Todos los santos que descansan en la muerte, es decir, aquellos cuyos cuerpos están en el sepulcro, pues ellos mismos están con Cristo en el paraíso celestial, esperan la resurrección de entre los muertos, de la que su Señor es el Primogénito. La esperanza del cristiano no es entrar en la muerte y participar en la resurrección de entre los muertos, sino esperar al Hijo de Dios desde el cielo (1 Tes. 1:10). También está escrito: «No queremos ser desvestidos, sino revestidos, para que lo mortal sea absorbido por la vida» (2 Cor. 5:4).

La esperanza cristiana normal es que el Hijo de Dios transforme «nuestro cuerpo de humillación en la semejanza de su cuerpo glorioso» (Fil. 3:21). El apóstol Pablo, en cambio, esperaba pasar por la muerte para alcanzar «la resurrección de entre los muertos» (v. 11). Tan grande era el amor y la admiración del apóstol por su Maestro que deseaba participar de todo lo que era posible tener perteneciendo a Cristo. Si Cristo sufrió, Pablo quería conocer «la comunión de sus padecimientos»; si Cristo murió, quería ser «hecho semejante a él en su muerte» (v. 10). Sabía que algunos de los sufrimientos del Señor no podían compartirse con nadie, pero había sufrimientos de mártires de los que sí podía participar.

4 - La primera y la última resurrección

La primera resurrección se divide en varias partes; Cristo es las primicias (1 Cor. 15:20). En el mismo capítulo está escrito: «Porque como en Adán todos mueren, así también en Cristo todos serán vivificados; pero cada uno en su propio orden: las primicias, Cristo; después los que son de Cristo, a su venida» (v. 22-23). Cristo debe tener preeminencia en todas partes, ya sea entrando en su creación o saliendo de la muerte al mundo de la resurrección. Él es el primogénito de entre los muertos, las primicias de los que durmieron.

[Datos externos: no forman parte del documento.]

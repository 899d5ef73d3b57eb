//! Contract with the stock ledger collaborator.
//!
//! The ledger owns on-hand/allocated quantities. This crate only reads them,
//! except for the single commit request a document sends when it completes.

use chrono::NaiveDate;
use serde::{Deserialize, Serialize};
use thiserror::Error;

/// On-hand position of one model at one location.
///
/// Invariant: `available_qty == onhand_qty - allocated_qty` and never negative.
#[derive(Debug, Clone, PartialEq, Eq, Serialize, Deserialize)]
pub struct OnhandByLocation {
    pub wh_code: String,
    pub loc_code: String,
    pub model_code: String,
    pub onhand_qty: i64,
    pub allocated_qty: i64,
    pub available_qty: i64,
}

impl OnhandByLocation {
    pub fn new(
        wh_code: impl Into<String>,
        loc_code: impl Into<String>,
        model_code: impl Into<String>,
        onhand_qty: i64,
        allocated_qty: i64,
    ) -> Self {
        Self {
            wh_code: wh_code.into(),
            loc_code: loc_code.into(),
            model_code: model_code.into(),
            onhand_qty,
            allocated_qty,
            available_qty: onhand_qty - allocated_qty,
        }
    }

    pub fn matches(&self, wh_code: &str, loc_code: &str, model_code: &str) -> bool {
        self.wh_code == wh_code && self.loc_code == loc_code && self.model_code == model_code
    }
}

/// On-hand of one lot at a (model, location).
#[derive(Debug, Clone, PartialEq, Eq, Serialize, Deserialize)]
pub struct LotRecord {
    pub lot_code: String,
    pub onhand_qty: i64,
    pub expiry_date: Option<NaiveDate>,
    pub receipt_date: Option<NaiveDate>,
}

/// One serial unit on hand at a (model, location).
#[derive(Debug, Clone, PartialEq, Eq, Serialize, Deserialize)]
pub struct SerialRecord {
    pub serial_no: String,
    pub receipt_date: Option<NaiveDate>,
    pub expiry_date: Option<NaiveDate>,
}

#[derive(Debug, Clone, Copy, PartialEq, Eq, Serialize, Deserialize)]
#[serde(rename_all = "lowercase")]
pub enum MovementDirection {
    /// Stock arrives (receipt completion).
    In,
    /// Stock leaves (issue completion).
    Out,
}

/// What a movement touches below the (model, location) level.
#[derive(Debug, Clone, PartialEq, Eq, Serialize, Deserialize)]
#[serde(tag = "kind", rename_all = "snake_case")]
pub enum MovementUnit {
    Untracked,
    Lot {
        lot_code: String,
        expiry_date: Option<NaiveDate>,
    },
    Serial {
        serial_no: String,
    },
}

/// One line-detail worth of stock movement.
#[derive(Debug, Clone, PartialEq, Eq, Serialize, Deserialize)]
pub struct StockMovement {
    pub line_no: u32,
    pub direction: MovementDirection,
    pub wh_code: String,
    pub loc_code: String,
    pub model_code: String,
    pub unit: MovementUnit,
    pub qty: i64,
}

impl StockMovement {
    /// The same movement in the opposite direction.
    pub fn reversed(&self) -> Self {
        let mut out = self.clone();
        out.direction = match self.direction {
            MovementDirection::In => MovementDirection::Out,
            MovementDirection::Out => MovementDirection::In,
        };
        out
    }
}

/// Whole-document commit: applied completely or not at all.
#[derive(Debug, Clone, PartialEq, Eq, Serialize, Deserialize)]
pub struct CommitRequest {
    pub doc_no: String,
    pub occurred_on: NaiveDate,
    pub movements: Vec<StockMovement>,
}

impl CommitRequest {
    /// Inverse request used to undo an applied commit.
    pub fn compensation(&self) -> Self {
        Self {
            doc_no: self.doc_no.clone(),
            occurred_on: self.occurred_on,
            movements: self.movements.iter().rev().map(StockMovement::reversed).collect(),
        }
    }
}

#[derive(Debug, Clone, PartialEq, Eq, Serialize, Deserialize)]
pub struct CommitReceipt {
    pub doc_no: String,
    pub movements_applied: usize,
}

#[derive(Debug, Error, Clone, PartialEq, Eq)]
pub enum LedgerError {
    /// The ledger refused the request (insufficient stock, duplicate serial…).
    #[error("ledger rejected commit: {0}")]
    CommitRejected(String),

    /// The ledger could not be reached or is busy.
    #[error("ledger unavailable: {0}")]
    Unavailable(String),

    #[error("ledger lock poisoned")]
    Poisoned,
}

/// Read side of the ledger.
pub trait StockLedgerView: Send + Sync {
    /// All on-hand records of a warehouse.
    fn onhand(&self, wh_code: &str) -> Result<Vec<OnhandByLocation>, LedgerError>;

    fn lots(&self, wh_code: &str, loc_code: &str, model_code: &str)
    -> Result<Vec<LotRecord>, LedgerError>;

    fn serials(
        &self,
        wh_code: &str,
        loc_code: &str,
        model_code: &str,
    ) -> Result<Vec<SerialRecord>, LedgerError>;

    fn onhand_at(
        &self,
        wh_code: &str,
        loc_code: &str,
        model_code: &str,
    ) -> Result<Option<OnhandByLocation>, LedgerError> {
        Ok(self
            .onhand(wh_code)?
            .into_iter()
            .find(|r| r.matches(wh_code, loc_code, model_code)))
    }

    /// Available quantity of a model summed over every location of a warehouse.
    fn available_in_warehouse(&self, wh_code: &str, model_code: &str) -> Result<i64, LedgerError> {
        Ok(self
            .onhand(wh_code)?
            .iter()
            .filter(|r| r.model_code == model_code)
            .map(|r| r.available_qty)
            .sum())
    }
}

/// Ledger with the commit entry point.
pub trait StockLedger: StockLedgerView {
    fn commit(&self, request: &CommitRequest) -> Result<CommitReceipt, LedgerError>;
}

impl<L> StockLedgerView for std::sync::Arc<L>
where
    L: StockLedgerView + ?Sized,
{
    fn onhand(&self, wh_code: &str) -> Result<Vec<OnhandByLocation>, LedgerError> {
        (**self).onhand(wh_code)
    }

    fn lots(
        &self,
        wh_code: &str,
        loc_code: &str,
        model_code: &str,
    ) -> Result<Vec<LotRecord>, LedgerError> {
        (**self).lots(wh_code, loc_code, model_code)
    }

    fn serials(
        &self,
        wh_code: &str,
        loc_code: &str,
        model_code: &str,
    ) -> Result<Vec<SerialRecord>, LedgerError> {
        (**self).serials(wh_code, loc_code, model_code)
    }
}

impl<L> StockLedger for std::sync::Arc<L>
where
    L: StockLedger + ?Sized,
{
    fn commit(&self, request: &CommitRequest) -> Result<CommitReceipt, LedgerError> {
        (**self).commit(request)
    }
}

Los santos del Antiguo Testamento serán resucitados con los santos del presente período cristiano en el arrebato. Otro grupo de santos también compartirá la primera resurrección, aquellos que fueron «decapitados a causa del testimonio de Jesús» durante la gran tribulación, y que, con nosotros, vivirán y reinarán con Cristo 1.000 años (Apoc. 20:4). Respecto a su vida con Cristo, está escrito: «Esta es la primera resurrección. ¡Dichoso y santo el que tiene parte en la primera resurrección! Sobre estos la segunda muerte no tiene autoridad, sino que serán sacerdotes de Dios y de Cristo, y reinarán con él mil años» (Apoc. 20:5-6).

Los que no participan en la primera resurrección, tanto en el arrebato mencionado en 1 Tesalonicenses 4, como después de la tribulación, como se muestra en Apocalipsis 20, son «los demás muertos», que «no volvieron a vivir hasta que se cumplieron los mil años» (v. 5). Aquí se dice claramente que transcurrirán 1.000 años entre la última parte de la primera resurrección y la resurrección del resto de los muertos para el juicio.

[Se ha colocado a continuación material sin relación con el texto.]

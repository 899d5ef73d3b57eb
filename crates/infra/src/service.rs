//! Document service: the entry point the UI/API layer talks to.
//!
//! Every write follows the same path: rehydrate the document from its
//! stream, decide, commit to the ledger when the transition moves stock,
//! append at the version that was read, then publish. A ledger failure
//! aborts before anything is appended; a store failure after a ledger
//! commit sends the inverse commit.

use chrono::Utc;
use serde_json::Value as JsonValue;

use forgewms_core::{ActorId, Aggregate, DocumentNo, DomainError};
use forgewms_documents::status;
use forgewms_documents::{
    ActionOutcome, CountScope, CountSelector, CreateDocument, Decision, DependencyUsage, Document,
    DocumentCommand, DocumentEvent, DocumentHeader, DocumentKind, DocumentLinks, DocumentStatus,
    EditMode, GuardReport, GuardedAction, IssueMode, KindDetail, LineDraft, LinkDocument, LinkRole,
    RecordCount, ReplaceCountLines, SaveDocument, TransitionDocument, UpdateLineDetails,
    availability_violations, cascades_cancel, commit_request, deactivation_blocker,
    ensure_cancellable, generate_plan,
};
use forgewms_events::{EventBus, EventEnvelope};
use forgewms_stock::{
    AllocationEngine, AllocationInput, AllocationOutcome, CommitRequest, LocationScope,
    LocationStock, StockLedger,
};

use crate::command_dispatcher::{CommandDispatcher, Loaded};
use crate::error::ServiceError;
use crate::event_store::EventStore;
use crate::masterdata::{DocumentUsage, MasterDataRegistry};
use crate::numbering::{InMemoryNumberSequence, NumberSequence};
use crate::settings::Settings;

/// Stream type of every document stream.
pub const STREAM_TYPE: &str = "warehouse.document";

/// Input for [`DocumentService::create`].
#[derive(Debug, Clone)]
pub struct CreateRequest {
    pub header: DocumentHeader,
    pub lines: Vec<LineDraft>,
    /// Status to move to right after creation; `None` stays in Draft.
    pub target: Option<DocumentStatus>,
    pub actor: ActorId,
}

/// Input for [`DocumentService::save`].
#[derive(Debug, Clone)]
pub struct SaveRequest {
    pub header: DocumentHeader,
    pub lines: Vec<LineDraft>,
    pub mode: EditMode,
    pub target: Option<DocumentStatus>,
    pub actor: ActorId,
}

pub struct DocumentService<S, B, L> {
    dispatcher: CommandDispatcher<S, B>,
    ledger: L,
    numbers: Box<dyn NumberSequence>,
    master_data: MasterDataRegistry,
    settings: Settings,
}

impl<S, B, L> DocumentService<S, B, L> {
    pub fn new(store: S, bus: B, ledger: L, settings: Settings) -> Self {
        let dispatcher =
            CommandDispatcher::new(store, bus).with_publishing(settings.bus.publish_events);
        let numbers = Box::new(InMemoryNumberSequence::new(
            settings.numbering.sequence_width,
        ));
        Self {
            dispatcher,
            ledger,
            numbers,
            master_data: MasterDataRegistry::new(),
            settings,
        }
    }

    /// Replace the number sequence (a persistent one in production).
    pub fn with_numbers(mut self, numbers: impl NumberSequence + 'static) -> Self {
        self.numbers = Box::new(numbers);
        self
    }

    pub fn settings(&self) -> &Settings {
        &self.settings
    }

    pub fn ledger(&self) -> &L {
        &self.ledger
    }

    pub fn master_data(&self) -> &MasterDataRegistry {
        &self.master_data
    }

    pub fn store(&self) -> &S {
        self.dispatcher.store()
    }

    pub fn bus(&self) -> &B {
        self.dispatcher.bus()
    }

    pub(crate) fn system_actor(&self) -> ActorId {
        ActorId::new(self.settings.automation.system_actor.clone())
    }
}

En Apocalipsis 20:12-15, se anuncia el solemne destino de los que participarán en la última resurrección. El cielo y la tierra habrán huido de la faz del que está sentado en el gran trono blanco, y «los muertos, grandes y pequeños, en pie delante del trono». Ningún hombre quedará en la muerte en aquella hora solemne: los redimidos estarán en el cielo con Cristo, los santos de la tierra serán preservados por Dios para la tierra nueva, el mar habrá entregado los muertos que había en él, y todos los que no tienen vida estarán de pie ante el gran trono blanco para ser juzgados «conforme a sus obras».

Pasamos rápidamente al momento en que Cristo vendrá a tomar a los suyos para estar eternamente con él en el cielo, a la resurrección de vida, la resurrección de los justos, la resurrección de entre los muertos, la primera resurrección. Todos los que participan en la resurrección de vida lo deben a la gracia soberana de Dios y a la obra de Cristo en la cruz. Su obra nos ha hecho aptos para habitar con él en el cielo, pues su sangre nos ha limpiado de todo pecado; Dios nos ha creado en Cristo Jesús para hacernos semejantes a su Hijo; nos dará cuerpos semejantes a los de Cristo, para que podamos estar a gusto en la Casa del Padre.

Extraído de «An Outline of Sound Words», Vol.  81-90.